**How to complete this task**
Scan the listing below for lines with the word "NamedType". Report how many there are, as a number alone.

**Dataset records**

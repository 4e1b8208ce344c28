//! The typed schema model.
//!
//! A [`Schema`] is assembled through [`SchemaBuilder`], which validates type
//! registration, and is immutable afterwards. Consumers only traverse it:
//! ordered iteration over group members and resolution of named types.

use indexmap::IndexMap;
use serde::Deserialize;

use crate::{Binding, Ident, ScalarSpec, SchemaError, SourcePos};

/// Metadata every node may carry.
#[derive(Clone, Debug, Default, PartialEq)]
pub struct NodeMeta {
    pub description: Option<String>,
    pub binding: Binding,
    pub pos: Option<SourcePos>,
}

/// One node of the schema tree.
#[derive(Clone, Debug, PartialEq)]
pub struct Spec {
    kind: SpecKind,
    meta: NodeMeta,
}

#[derive(Clone, Debug, PartialEq)]
pub enum SpecKind {
    Scalar(ScalarSpec),
    Composite(CompositeSpec),
}

#[derive(Clone, Debug, PartialEq)]
pub enum CompositeSpec {
    Group(Group),
    Array(Box<Spec>),
    Mapping { key: Box<Spec>, value: Box<Spec> },
    /// Reference to a [`TypeDef`] by name, resolved against the schema.
    NamedType(Ident),
}

impl Spec {
    fn with_kind(kind: SpecKind) -> Self {
        Self {
            kind,
            meta: NodeMeta::default(),
        }
    }

    pub fn scalar(spec: ScalarSpec) -> Self {
        Self::with_kind(SpecKind::Scalar(spec))
    }

    pub fn group(group: Group) -> Self {
        Self::with_kind(SpecKind::Composite(CompositeSpec::Group(group)))
    }

    pub fn array(element: Spec) -> Self {
        Self::with_kind(SpecKind::Composite(CompositeSpec::Array(Box::new(element))))
    }

    pub fn mapping(key: Spec, value: Spec) -> Self {
        Self::with_kind(SpecKind::Composite(CompositeSpec::Mapping {
            key: Box::new(key),
            value: Box::new(value),
        }))
    }

    pub fn named(type_name: Ident) -> Self {
        Self::with_kind(SpecKind::Composite(CompositeSpec::NamedType(type_name)))
    }

    pub fn with_description(mut self, description: impl Into<String>) -> Self {
        self.meta.description = Some(description.into());
        self
    }

    pub fn with_binding(mut self, binding: Binding) -> Self {
        self.meta.binding = binding;
        self
    }

    pub fn with_pos(mut self, pos: SourcePos) -> Self {
        self.meta.pos = Some(pos);
        self
    }

    pub fn kind(&self) -> &SpecKind {
        &self.kind
    }

    pub fn meta(&self) -> &NodeMeta {
        &self.meta
    }

    pub fn pos(&self) -> Option<SourcePos> {
        self.meta.pos
    }

    pub fn as_scalar(&self) -> Option<&ScalarSpec> {
        match &self.kind {
            SpecKind::Scalar(s) => Some(s),
            SpecKind::Composite(_) => None,
        }
    }
}

/// Ordered mapping of member name to member spec.
///
/// Declaration order is preserved; it becomes the emitted table order.
#[derive(Clone, Debug, Default, PartialEq)]
pub struct Group {
    members: IndexMap<Ident, Spec>,
    /// Document keys that differ from their member name (`log-level`).
    keys: IndexMap<Ident, String>,
}

impl Group {
    pub fn new() -> Self {
        Self::default()
    }

    pub fn insert(&mut self, name: Ident, spec: Spec) -> Result<(), SchemaError> {
        if self.members.contains_key(&name) {
            return Err(SchemaError::DuplicateMember(name));
        }
        self.members.insert(name, spec);
        Ok(())
    }

    /// Insert a member whose document key is not a valid C name.
    ///
    /// `name` is the storage name; `key` is what configuration files and
    /// printed configurations use.
    pub fn insert_keyed(&mut self, key: &str, name: Ident, spec: Spec) -> Result<(), SchemaError> {
        let renamed = key != name.as_str();
        self.insert(name.clone(), spec)?;
        if renamed {
            self.keys.insert(name, key.to_string());
        }
        Ok(())
    }

    /// Document key of member `name`.
    pub fn key<'a>(&'a self, name: &'a str) -> &'a str {
        self.keys.get(name).map_or(name, String::as_str)
    }

    /// Builder form of [`Group::insert`].
    pub fn with(mut self, name: &str, spec: Spec) -> Result<Self, SchemaError> {
        self.insert(Ident::new(name)?, spec)?;
        Ok(self)
    }

    pub fn members(&self) -> impl Iterator<Item = (&Ident, &Spec)> {
        self.members.iter()
    }

    /// Members with their document keys, in declaration order.
    pub fn keyed_members(&self) -> impl Iterator<Item = (&str, &Ident, &Spec)> {
        self.members
            .iter()
            .map(move |(name, spec)| (self.key(name.as_str()), name, spec))
    }

    pub fn get(&self, name: &str) -> Option<&Spec> {
        self.members.get(name)
    }

    pub fn contains(&self, name: &str) -> bool {
        self.members.contains_key(name)
    }

    pub fn len(&self) -> usize {
        self.members.len()
    }

    pub fn is_empty(&self) -> bool {
        self.members.is_empty()
    }
}

/// A named, reusable composite definition.
#[derive(Clone, Debug, PartialEq)]
pub struct TypeDef {
    name: Ident,
    members: Group,
    inherits: Option<Ident>,
    tag: Option<Ident>,
    tag_values: IndexMap<Ident, i64>,
    pos: Option<SourcePos>,
}

impl TypeDef {
    pub fn new(name: Ident, members: Group) -> Self {
        Self {
            name,
            members,
            inherits: None,
            tag: None,
            tag_values: IndexMap::new(),
            pos: None,
        }
    }

    pub fn with_inherits(mut self, base: Ident) -> Self {
        self.inherits = Some(base);
        self
    }

    /// Name the member whose value selects among tagged variants.
    pub fn with_tag(mut self, member: Ident) -> Self {
        self.tag = Some(member);
        self
    }

    pub fn with_tag_value(mut self, name: Ident, value: i64) -> Result<Self, SchemaError> {
        if self.tag_values.contains_key(&name) {
            return Err(SchemaError::DuplicateMember(name));
        }
        self.tag_values.insert(name, value);
        Ok(self)
    }

    pub fn with_pos(mut self, pos: SourcePos) -> Self {
        self.pos = Some(pos);
        self
    }

    pub fn name(&self) -> &Ident {
        &self.name
    }

    pub fn members(&self) -> &Group {
        &self.members
    }

    pub fn inherits(&self) -> Option<&Ident> {
        self.inherits.as_ref()
    }

    pub fn tag(&self) -> Option<&Ident> {
        self.tag.as_ref()
    }

    pub fn tag_values(&self) -> impl Iterator<Item = (&Ident, i64)> {
        self.tag_values.iter().map(|(k, &v)| (k, v))
    }

    pub fn pos(&self) -> Option<SourcePos> {
        self.pos
    }
}

/// Program-level metadata from the reserved `__meta__` key.
#[derive(Clone, Debug, Default, PartialEq, Eq, Deserialize)]
#[serde(default, deny_unknown_fields)]
pub struct SchemaMeta {
    pub program_name: String,
    pub description: String,
    pub default_config: String,
}

/// A sealed schema: root group, registered types and metadata.
#[derive(Clone, Debug, PartialEq)]
pub struct Schema {
    meta: SchemaMeta,
    types: IndexMap<Ident, TypeDef>,
    root: Group,
}

impl Schema {
    pub fn builder() -> SchemaBuilder {
        SchemaBuilder::default()
    }

    pub fn meta(&self) -> &SchemaMeta {
        &self.meta
    }

    pub fn root(&self) -> &Group {
        &self.root
    }

    /// Registered types in declaration order.
    pub fn types(&self) -> impl Iterator<Item = &TypeDef> {
        self.types.values()
    }

    pub fn resolve(&self, name: &str) -> Option<&TypeDef> {
        self.types.get(name)
    }
}

/// Accumulates types and the root group, then seals them into a [`Schema`].
#[derive(Debug, Default)]
pub struct SchemaBuilder {
    meta: SchemaMeta,
    types: IndexMap<Ident, TypeDef>,
    root: Group,
}

impl SchemaBuilder {
    pub fn meta(mut self, meta: SchemaMeta) -> Self {
        self.meta = meta;
        self
    }

    pub fn root(mut self, root: Group) -> Self {
        self.root = root;
        self
    }

    /// Register a type definition; names must be unique.
    pub fn add_type(&mut self, type_def: TypeDef) -> Result<(), SchemaError> {
        if self.types.contains_key(type_def.name()) {
            return Err(SchemaError::DuplicateType(type_def.name().clone()));
        }
        self.types.insert(type_def.name().clone(), type_def);
        Ok(())
    }

    /// Builder form of [`SchemaBuilder::add_type`].
    pub fn with_type(mut self, type_def: TypeDef) -> Result<Self, SchemaError> {
        self.add_type(type_def)?;
        Ok(self)
    }

    pub fn build(self) -> Schema {
        Schema {
            meta: self.meta,
            types: self.types,
            root: self.root,
        }
    }
}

**Result of the task**
2